◆ **EXERCISE AIM**
What lines in the records below hold the string "Deserialize"? Please show them.

____ DATA UNDER STUDY

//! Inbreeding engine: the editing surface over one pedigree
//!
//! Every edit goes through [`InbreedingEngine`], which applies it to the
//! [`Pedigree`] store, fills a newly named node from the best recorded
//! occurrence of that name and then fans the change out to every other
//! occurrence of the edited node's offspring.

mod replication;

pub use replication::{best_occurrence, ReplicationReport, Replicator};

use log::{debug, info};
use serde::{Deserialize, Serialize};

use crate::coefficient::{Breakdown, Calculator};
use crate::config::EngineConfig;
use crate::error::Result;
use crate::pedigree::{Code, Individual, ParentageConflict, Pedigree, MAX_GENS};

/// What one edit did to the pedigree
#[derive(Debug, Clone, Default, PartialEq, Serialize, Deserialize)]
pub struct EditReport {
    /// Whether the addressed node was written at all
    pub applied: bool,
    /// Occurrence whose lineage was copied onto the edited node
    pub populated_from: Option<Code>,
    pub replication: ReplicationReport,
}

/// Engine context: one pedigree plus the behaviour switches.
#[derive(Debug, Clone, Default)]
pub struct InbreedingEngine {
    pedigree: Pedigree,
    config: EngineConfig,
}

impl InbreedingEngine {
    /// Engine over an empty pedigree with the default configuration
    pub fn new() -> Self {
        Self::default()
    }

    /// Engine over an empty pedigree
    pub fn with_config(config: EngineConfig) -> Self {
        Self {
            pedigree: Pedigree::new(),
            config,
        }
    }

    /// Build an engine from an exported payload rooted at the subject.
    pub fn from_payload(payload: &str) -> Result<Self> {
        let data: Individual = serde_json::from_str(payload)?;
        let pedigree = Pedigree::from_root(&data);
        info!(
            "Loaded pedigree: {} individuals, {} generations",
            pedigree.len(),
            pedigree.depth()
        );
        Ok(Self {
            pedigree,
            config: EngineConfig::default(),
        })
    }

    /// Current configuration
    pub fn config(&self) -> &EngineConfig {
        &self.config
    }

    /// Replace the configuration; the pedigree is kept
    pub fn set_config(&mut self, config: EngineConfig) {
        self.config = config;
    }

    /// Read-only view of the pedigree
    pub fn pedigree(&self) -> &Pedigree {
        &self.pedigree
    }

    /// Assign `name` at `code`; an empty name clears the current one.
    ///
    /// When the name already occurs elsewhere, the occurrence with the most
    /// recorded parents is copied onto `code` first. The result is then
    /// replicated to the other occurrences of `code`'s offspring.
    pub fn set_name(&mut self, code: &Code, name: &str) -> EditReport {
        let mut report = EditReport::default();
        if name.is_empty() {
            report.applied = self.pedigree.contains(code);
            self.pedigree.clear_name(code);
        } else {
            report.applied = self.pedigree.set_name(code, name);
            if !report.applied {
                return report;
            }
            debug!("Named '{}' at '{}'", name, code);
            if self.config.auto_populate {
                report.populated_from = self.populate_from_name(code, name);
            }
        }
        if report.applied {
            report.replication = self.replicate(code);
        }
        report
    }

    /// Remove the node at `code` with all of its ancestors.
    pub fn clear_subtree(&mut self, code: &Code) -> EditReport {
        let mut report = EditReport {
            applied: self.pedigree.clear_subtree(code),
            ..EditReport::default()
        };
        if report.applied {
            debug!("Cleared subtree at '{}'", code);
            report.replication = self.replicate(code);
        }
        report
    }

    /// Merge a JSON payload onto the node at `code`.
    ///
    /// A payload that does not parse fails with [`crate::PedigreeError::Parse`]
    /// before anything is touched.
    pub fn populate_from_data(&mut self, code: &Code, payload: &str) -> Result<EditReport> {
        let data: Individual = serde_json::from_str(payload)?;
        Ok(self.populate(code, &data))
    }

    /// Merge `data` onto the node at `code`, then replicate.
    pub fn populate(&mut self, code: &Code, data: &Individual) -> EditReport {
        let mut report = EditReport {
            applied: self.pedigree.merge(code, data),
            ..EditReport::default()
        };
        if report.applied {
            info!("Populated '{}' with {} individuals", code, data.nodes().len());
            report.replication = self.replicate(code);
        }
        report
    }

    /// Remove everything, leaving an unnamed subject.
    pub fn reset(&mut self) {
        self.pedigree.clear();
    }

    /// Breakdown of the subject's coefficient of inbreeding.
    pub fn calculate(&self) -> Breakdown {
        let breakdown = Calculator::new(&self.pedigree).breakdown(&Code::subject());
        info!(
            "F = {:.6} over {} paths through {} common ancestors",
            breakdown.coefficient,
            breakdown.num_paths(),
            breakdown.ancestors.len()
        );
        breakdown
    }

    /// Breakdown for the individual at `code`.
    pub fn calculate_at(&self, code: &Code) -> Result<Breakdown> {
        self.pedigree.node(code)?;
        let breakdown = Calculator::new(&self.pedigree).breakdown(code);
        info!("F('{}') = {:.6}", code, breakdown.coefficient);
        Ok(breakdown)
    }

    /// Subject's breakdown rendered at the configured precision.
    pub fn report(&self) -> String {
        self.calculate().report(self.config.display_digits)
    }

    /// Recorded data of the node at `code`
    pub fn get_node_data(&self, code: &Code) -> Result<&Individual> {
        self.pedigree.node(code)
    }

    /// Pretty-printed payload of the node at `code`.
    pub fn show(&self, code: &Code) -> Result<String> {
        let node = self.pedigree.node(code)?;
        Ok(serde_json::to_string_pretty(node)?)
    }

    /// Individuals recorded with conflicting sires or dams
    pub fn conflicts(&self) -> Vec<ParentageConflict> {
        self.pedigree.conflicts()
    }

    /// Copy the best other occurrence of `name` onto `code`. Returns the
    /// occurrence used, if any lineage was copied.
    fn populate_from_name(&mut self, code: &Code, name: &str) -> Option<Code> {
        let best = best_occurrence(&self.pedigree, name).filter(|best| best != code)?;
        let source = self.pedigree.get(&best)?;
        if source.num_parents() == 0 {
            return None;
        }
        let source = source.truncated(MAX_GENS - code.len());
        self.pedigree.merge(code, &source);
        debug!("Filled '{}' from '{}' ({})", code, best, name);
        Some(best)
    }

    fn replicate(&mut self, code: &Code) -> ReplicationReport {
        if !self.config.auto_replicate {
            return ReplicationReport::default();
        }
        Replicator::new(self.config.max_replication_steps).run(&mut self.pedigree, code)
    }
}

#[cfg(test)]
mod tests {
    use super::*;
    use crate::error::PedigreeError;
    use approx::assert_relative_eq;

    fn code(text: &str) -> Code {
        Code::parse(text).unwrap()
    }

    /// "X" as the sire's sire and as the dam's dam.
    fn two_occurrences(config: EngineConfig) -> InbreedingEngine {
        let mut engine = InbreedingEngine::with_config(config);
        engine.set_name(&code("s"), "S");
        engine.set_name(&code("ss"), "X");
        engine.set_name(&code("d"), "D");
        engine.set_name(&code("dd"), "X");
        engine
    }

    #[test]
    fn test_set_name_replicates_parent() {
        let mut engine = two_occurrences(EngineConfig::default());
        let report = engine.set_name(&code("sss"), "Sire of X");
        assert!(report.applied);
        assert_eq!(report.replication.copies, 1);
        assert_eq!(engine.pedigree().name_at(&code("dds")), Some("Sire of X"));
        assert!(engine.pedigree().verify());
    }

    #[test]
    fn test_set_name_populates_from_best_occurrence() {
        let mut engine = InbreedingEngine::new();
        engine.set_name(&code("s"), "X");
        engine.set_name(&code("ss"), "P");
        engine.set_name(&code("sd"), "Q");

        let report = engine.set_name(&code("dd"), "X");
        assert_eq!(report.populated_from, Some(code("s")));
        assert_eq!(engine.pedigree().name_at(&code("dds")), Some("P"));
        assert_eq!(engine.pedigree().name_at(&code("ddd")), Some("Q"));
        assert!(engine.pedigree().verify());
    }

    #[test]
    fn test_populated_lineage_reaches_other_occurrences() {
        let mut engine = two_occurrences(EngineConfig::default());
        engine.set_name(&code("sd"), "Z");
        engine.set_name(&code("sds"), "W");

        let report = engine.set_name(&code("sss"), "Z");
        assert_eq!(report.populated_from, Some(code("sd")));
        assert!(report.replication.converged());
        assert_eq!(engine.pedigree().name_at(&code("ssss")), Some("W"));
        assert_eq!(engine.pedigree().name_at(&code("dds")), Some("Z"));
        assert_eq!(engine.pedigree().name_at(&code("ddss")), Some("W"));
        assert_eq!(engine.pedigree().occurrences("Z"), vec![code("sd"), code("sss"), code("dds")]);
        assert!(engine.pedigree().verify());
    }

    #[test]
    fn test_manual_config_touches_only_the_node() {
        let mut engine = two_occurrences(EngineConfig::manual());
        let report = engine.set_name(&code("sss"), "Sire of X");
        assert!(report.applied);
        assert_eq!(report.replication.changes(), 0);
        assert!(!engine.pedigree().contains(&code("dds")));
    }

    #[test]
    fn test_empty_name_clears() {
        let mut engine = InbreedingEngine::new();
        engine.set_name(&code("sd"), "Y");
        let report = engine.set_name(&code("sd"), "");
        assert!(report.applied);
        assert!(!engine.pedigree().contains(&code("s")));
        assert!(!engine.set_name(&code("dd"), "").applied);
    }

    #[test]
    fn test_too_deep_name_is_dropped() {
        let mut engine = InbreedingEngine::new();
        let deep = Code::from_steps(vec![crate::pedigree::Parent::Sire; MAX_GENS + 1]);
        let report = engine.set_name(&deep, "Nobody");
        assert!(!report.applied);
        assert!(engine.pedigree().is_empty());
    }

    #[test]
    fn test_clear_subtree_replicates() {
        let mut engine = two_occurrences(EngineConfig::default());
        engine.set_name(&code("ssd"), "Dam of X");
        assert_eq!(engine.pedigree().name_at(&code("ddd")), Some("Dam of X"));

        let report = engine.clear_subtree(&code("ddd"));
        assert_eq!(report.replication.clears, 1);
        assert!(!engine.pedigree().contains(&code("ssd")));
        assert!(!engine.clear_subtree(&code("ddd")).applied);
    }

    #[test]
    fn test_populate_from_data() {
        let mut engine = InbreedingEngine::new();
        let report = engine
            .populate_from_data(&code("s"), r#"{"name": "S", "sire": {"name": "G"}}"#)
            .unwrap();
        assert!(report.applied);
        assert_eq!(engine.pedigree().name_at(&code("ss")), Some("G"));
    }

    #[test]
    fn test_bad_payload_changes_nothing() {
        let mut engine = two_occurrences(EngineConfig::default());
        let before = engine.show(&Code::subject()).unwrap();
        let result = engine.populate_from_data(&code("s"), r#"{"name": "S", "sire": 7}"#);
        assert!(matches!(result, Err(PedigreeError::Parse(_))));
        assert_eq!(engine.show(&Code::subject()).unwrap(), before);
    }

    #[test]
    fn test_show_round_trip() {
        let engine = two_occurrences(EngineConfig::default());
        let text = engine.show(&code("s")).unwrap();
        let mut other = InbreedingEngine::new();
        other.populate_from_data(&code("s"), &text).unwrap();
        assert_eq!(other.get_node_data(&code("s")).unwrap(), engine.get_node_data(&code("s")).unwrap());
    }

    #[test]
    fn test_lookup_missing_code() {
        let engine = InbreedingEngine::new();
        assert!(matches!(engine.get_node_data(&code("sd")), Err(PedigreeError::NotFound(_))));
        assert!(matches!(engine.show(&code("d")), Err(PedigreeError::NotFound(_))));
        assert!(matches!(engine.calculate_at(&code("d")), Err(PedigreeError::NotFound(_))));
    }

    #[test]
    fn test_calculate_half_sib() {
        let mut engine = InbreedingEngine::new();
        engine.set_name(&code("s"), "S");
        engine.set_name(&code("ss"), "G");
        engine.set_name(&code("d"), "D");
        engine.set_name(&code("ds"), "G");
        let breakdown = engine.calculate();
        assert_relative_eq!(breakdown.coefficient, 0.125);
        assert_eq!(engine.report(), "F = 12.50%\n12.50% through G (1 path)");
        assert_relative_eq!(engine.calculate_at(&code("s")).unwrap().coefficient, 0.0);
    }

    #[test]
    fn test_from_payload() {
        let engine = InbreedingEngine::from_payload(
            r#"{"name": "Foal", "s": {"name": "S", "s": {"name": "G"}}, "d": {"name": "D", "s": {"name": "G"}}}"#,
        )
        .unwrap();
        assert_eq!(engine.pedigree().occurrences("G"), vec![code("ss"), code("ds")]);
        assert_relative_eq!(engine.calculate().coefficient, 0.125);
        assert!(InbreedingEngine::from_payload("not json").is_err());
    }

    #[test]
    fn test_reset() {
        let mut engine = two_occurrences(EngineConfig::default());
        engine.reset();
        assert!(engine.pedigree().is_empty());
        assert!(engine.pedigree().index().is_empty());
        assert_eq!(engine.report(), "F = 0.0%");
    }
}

________

◆ **EXERCISE RESULT**
use serde::{Deserialize, Serialize};
#[derive(Debug, Clone, Default, PartialEq, Serialize, Deserialize)]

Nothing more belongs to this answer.